Há recantos por enfeitar e poeira por limpar.
Esta casa está vazia, no frio gélido do desencanto.
Abrem-se os olhos, mexem-se as mãos a esquadrinhar
os esconsos arrabaldes de uma vida sem espanto.
Toco a chuva com sonhos ávidos e lábios perdidos,
ensaio uma dança com passos líquidos, entorpecidos.
Pinto o rosto, de arlequim moribundo, enluvo a alma,
calço o coração com sapatos de penas e plumas
e visto a solidão com folhas ásperas de palma.
Pego na tela branca,
enfeito-a de auroras e brumas,
guardo, na caixa da memória, as curvas de uma estrada
que me cansei de ver, percorrer, imaginar: para nada.

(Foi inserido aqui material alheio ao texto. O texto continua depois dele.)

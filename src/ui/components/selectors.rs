//! Selector panel component renderer.
//!
//! Renders the title dropdown and the dependent platform, region and edition
//! dropdowns as one line each, followed by the Confirm and Close buttons.

use crate::ui::helpers::{position_cursor, truncate};
use crate::ui::theme::Theme;
use crate::ui::viewmodel::SelectorInfo;

/// Renders one selector line at `row`.
///
/// The selected option is highlighted; a disabled selector is drawn in the
/// disabled color with its options hidden.
pub fn render_selector(out: &mut String, row: usize, selector: &SelectorInfo, theme: &Theme, cols: usize) -> usize {
    position_cursor(out, row, 1);
    out.push_str(Theme::bold());
    out.push_str(&Theme::fg(&theme.colors.header_fg));
    out.push_str(&format!("{:<10}", selector.label));
    out.push_str(Theme::reset());

    if selector.disabled {
        out.push_str(&Theme::fg(&theme.colors.disabled_fg));
        out.push_str("--");
        out.push_str(Theme::reset());
        return row + 1;
    }

    let mut used = 10;
    for option in &selector.options {
        let text = format!(" {}={} ", option.value, option.label);
        let len = text.chars().count();
        if used + len > cols {
            out.push_str(&Theme::fg(&theme.colors.text_dim));
            out.push('…');
            break;
        }
        if selector.selected.as_deref() == Some(option.value.as_str()) {
            out.push_str(&Theme::fg(&theme.colors.selection_fg));
            out.push_str(&Theme::bg(&theme.colors.selection_bg));
        } else {
            out.push_str(&Theme::fg(&theme.colors.text_normal));
        }
        out.push_str(&text);
        out.push_str(Theme::reset());
        used += len;
    }

    out.push_str(Theme::reset());
    row + 1
}

/// Renders the Confirm and Close buttons at `row`.
pub fn render_buttons(out: &mut String, row: usize, can_confirm: bool, can_close: bool, theme: &Theme, cols: usize) -> usize {
    position_cursor(out, row, 1);
    for (label, enabled) in [("[ Confirm ]", can_confirm), ("[ Close ]", can_close)] {
        let color = if enabled {
            &theme.colors.accent_fg
        } else {
            &theme.colors.disabled_fg
        };
        out.push_str(&Theme::fg(color));
        out.push_str(&truncate(label, cols));
        out.push(' ');
    }
    out.push_str(Theme::reset());
    row + 1
}
//! Case viewer component renderer.
//!
//! Renders the mode selector and the current face of the case: descriptive
//! lines, image slots (URL or placeholder) and the image viewer caption with
//! its zoom level.

use crate::ui::helpers::{position_cursor, truncate};
use crate::ui::theme::Theme;
use crate::ui::viewmodel::{ModeOption, ViewerInfo};
use std::fmt::Write;

/// Renders the mode buttons on one line.
pub fn render_mode_selector(out: &mut String, row: usize, modes: &[ModeOption], theme: &Theme) -> usize {
    position_cursor(out, row, 1);
    for mode in modes {
        if mode.active {
            out.push_str(Theme::bold());
            out.push_str(&Theme::fg(&theme.colors.selection_fg));
            out.push_str(&Theme::bg(&theme.colors.selection_bg));
        } else {
            out.push_str(&Theme::fg(&theme.colors.text_normal));
        }
        let _ = write!(out, " {} {} ", mode.key, mode.label);
        out.push_str(Theme::reset());
        out.push(' ');
    }
    row + 1
}

/// Renders the viewer starting at `row`. Returns the next available row.
pub fn render_viewer(out: &mut String, row: usize, viewer: &ViewerInfo, theme: &Theme, cols: usize) -> usize {
    let mut current_row = row;

    if let Some(overlay) = &viewer.image_viewer {
        position_cursor(out, current_row, 1);
        out.push_str(Theme::bold());
        out.push_str(&Theme::fg(&theme.colors.accent_fg));
        let caption = if overlay.caption.is_empty() {
            viewer.mode.label().to_string()
        } else {
            overlay.caption.clone()
        };
        out.push_str(&truncate(&format!("[{caption}]  zoom {}x", overlay.zoom), cols));
        out.push_str(Theme::reset());
        current_row += 1;
    }

    for image in &viewer.images {
        position_cursor(out, current_row, 1);
        out.push_str(&Theme::fg(&theme.colors.text_normal));
        let _ = write!(out, "{:<12}", image.label);
        match &image.url {
            Some(url) => {
                out.push_str(&Theme::fg(&theme.colors.accent_fg));
                out.push_str(&truncate(url, cols.saturating_sub(12)));
            }
            None => {
                out.push_str(&Theme::fg(&theme.colors.disabled_fg));
                out.push_str("[ image unavailable ]");
            }
        }
        out.push_str(Theme::reset());
        current_row += 1;
    }

    for line in &viewer.lines {
        position_cursor(out, current_row, 1);
        out.push_str(&Theme::fg(&theme.colors.text_normal));
        out.push_str(&truncate(line, cols));
        out.push_str(Theme::reset());
        current_row += 1;
    }

    current_row
}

Abri a casinha de chocolate, plantei o feijoeiro, calcei as
botas,
fui ao baile e não perdi o sapatinho: perdi as asas de
sonhar,
voltei ao lume e ao borralho, perdi a partitura - todas as
notas.
Compus de novo as letras, juntei todas as palavras a
arranhar
a vida, a sangrar o coração, a despir a alma em fogo gélido.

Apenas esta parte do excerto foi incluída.